AW: AW: AW: Path.resolve as a static method ?
Alan Bateman
Alan.Bateman at oracle.com
Sat Dec 11 12:39:14 PST 2010
Christian Schlichtherle wrote:
> :
> I hear this argument sometimes, but frankly I think it's void. Comparing JNDI to a federated file system API is like comparing SOAP to RESTful Web Services. JNDI surely provides the necessary abstraction to allow to address a file system, but it's not providing the typical features a user looks for in a file system API, e.g. copying a directory tree. After all, if it were, JSR 203 would not be required. And besides, it's API is simply terrible, ignoring many of the items in Joshua Bloch's "Effective Java" or whatever you might prefer as guidelines for good OOD.
>
> I think that the objectives for the spec might be missing an important opportunity: The opportunity would be to provide a uniform API for virtual file systems, which clearly includes the need for file system federation. Java today has quite some different projects addressing this need, but none of them really covers all requirements.

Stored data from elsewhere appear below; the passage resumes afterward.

impl From<PointerEventButton> for PointerButton {
    fn from(button: PointerEventButton) -> Self {
        match button {
            PointerEventButton::Left => PointerButton::Primary,
            PointerEventButton::Middle => PointerButton::Middle,
            PointerEventButton::Right => PointerButton::Secondary,
            _ => PointerButton::Other,
        }
    }
}

/// Keyboard modifiers held during a pointer event.
#[derive(Debug, Clone, Copy, Default, PartialEq, Eq)]
pub struct Modifiers {
    pub shift: bool,
    pub control: bool,
    pub alt: bool,
    pub meta: bool,
}

impl Modifiers {
    pub const NONE: Modifiers = Modifiers {
        shift: false,
        control: false,
        alt: false,
        meta: false,
    };

    pub fn shift() -> Self {
        Modifiers { shift: true, ..Self::NONE }
    }

    pub fn control() -> Self {
        Modifiers { control: true, ..Self::NONE }
    }

    /// True when `modifier` is the only modifier held.
    fn is_only(&self, modifier: CreateModifier) -> bool {
        let expected = match modifier {
            CreateModifier::Control => Modifiers::control(),
            CreateModifier::Shift => Modifiers::shift(),
            CreateModifier::Alt => Modifiers { alt: true, ..Self::NONE },
            CreateModifier::Meta => Modifiers { meta: true, ..Self::NONE },
        };
        *self == expected
    }
}

/// A pointer event in screen coordinates.
#[derive(Debug, Clone, Copy, PartialEq)]
pub enum PointerEvent {
    Pressed {
        button: PointerButton,
        position: Point,
        modifiers: Modifiers,
    },
    Released {
        button: PointerButton,
        position: Point,
        modifiers: Modifiers,
    },
    Moved {
        position: Point,
    },
    /// Wheel rotation; positive `delta` zooms in.
    Wheel {
        position: Point,
        delta: f32,
    },
    /// Pointer capture lost (left the window, focus lost, device gone).
    Cancelled,
}

/// Keyboard commands understood by the canvas.
#[derive(Debug, Clone, Copy, PartialEq, Eq)]
pub enum KeyCommand {
    /// Delete or Backspace.
    Delete,
    /// `G`.
    ToggleGrid,
    /// Escape.
    Cancel,
}
//! # Slint Node Canvas
//!
//! The core of an interactive node graph editor for Slint: typed nodes with
//! input and output sockets on a pannable, zoomable canvas, connected by
//! dragging from socket to socket.
//!
//! ## Features
//!
//! - **Graph Model** - Sole authority over nodes, sockets and connections;
//!   every completed connection joins an output and an input on two
//!   different nodes
//! - **Interaction State Machine** - Pointer and key events in, graph edits
//!   and redraw requests out
//! - **Infinite Canvas** - Zoom around the cursor and pan in any state
//! - **Renderer Agnostic** - Snapshots carry resolved positions and colours;
//!   [`SceneModels`] syncs them into Slint `VecModel`s
//!
//! ## Quick Start
//!
//! ```
//! use slint_node_canvas::{CanvasController, KeyCommand, NodeKind, Point, SelectedItem};
//!
//! let mut ctrl = CanvasController::new();
//! let n1 = ctrl.add_node_at(NodeKind::Input, Point::new(0.0, 0.0));
//! let n2 = ctrl.add_node_at(NodeKind::Process, Point::new(200.0, 0.0));
//!
//! let out = ctrl.graph().node(n1).unwrap().outputs()[0];
//! let inp = ctrl.graph().node(n2).unwrap().inputs()[0];
//! ctrl.connect_sockets(out, inp).unwrap();
//!
//! ctrl.select([SelectedItem::Node(n1)]);
//! ctrl.handle_key(KeyCommand::Delete);
//! assert_eq!(ctrl.graph().node_count(), 1);
//! assert_eq!(ctrl.graph().connection_count(), 0);
//! ```
//!
//! ## Modules
//!
//! - [`viewport`] - Points, rectangles and the world/screen transform
//! - [`node`] - Node and socket entities, kinds and socket layout
//! - [`graph`] - The graph model and the connection rules
//! - [`path`] - Bezier curves for connections
//! - [`hit_test`] - What lies under the pointer
//! - [`grid`] - Background grid generation
//! - [`selection`] - Click and shift-click selection
//! - [`config`] - Editor configuration
//! - [`controller`] - The interaction state machine and command API
//! - [`handle`] - Shared handle with Slint callback factories
//! - [`commands`] - Toolbar and context menu commands
//! - [`scene`] - Render snapshots and Slint model syncing
//!
//! The library logs through the [`log`] facade and never installs a logger.

pub mod viewport;
pub mod node;
pub mod graph;
pub mod path;
pub mod grid;
pub mod selection;
pub mod config;
pub mod controller;
pub mod handle;
pub mod commands;
pub mod scene;

pub use viewport::{Point, Rect, ViewTransform};
pub use node::{ConnectionId, Direction, Node, NodeId, NodeKind, Socket, SocketId};
pub use graph::{ConnectError, Connection, Graph, PendingConnection};
pub use path::{distance_to_bezier, generate_bezier_path, CubicBezier};
pub use hit_test::{hit_test, HitTarget, HitTolerance};
pub use grid::{generate_grid_commands, grid_lines, GridLines};
pub use selection::{SelectedItem, SelectionManager};
pub use config::{ConfigError, CreateModifier, EditorConfig};
pub use controller::{
    CanvasController, ContextMenuRequest, DragFeedback, InteractionState, KeyCommand, Modifiers,
    PointerButton, PointerEvent, Reaction,
};
pub use handle::EditorHandle;
pub use commands::{ContextMenuAction, ToolbarCommand};
pub use scene::{ConnectionView, NodeView, Palette, SceneModels, SceneSnapshot, SocketView};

If JSR 203 would provide a standard means for file system federation though, these projects could focus on providing implementations of the spec which could be combined by users at runtime like I explained in my previous mail.
>
> I think this would be a great improvement for Java users. JNDI just isn't the answer.
>
>
I'm not exactly sure where you are coming from on this but there is a
provider interface so that you can replace (or interpose on) the default
file system provider. That will allow you to install your virtual file
system that supports federation and delegation to other providers (which
I think is what you are asking for). Whether it uses JNDI for compound
names is up to you. Out of the box, the default provider is not a
virtual file system provider. It uses the platform's syntax for locating
files with a view to being interoperable with native applications. If
there are other providers installed then they use their own path syntax.
We have not attempted to mandate the path syntax used by custom
providers, or define a compound naming syntax.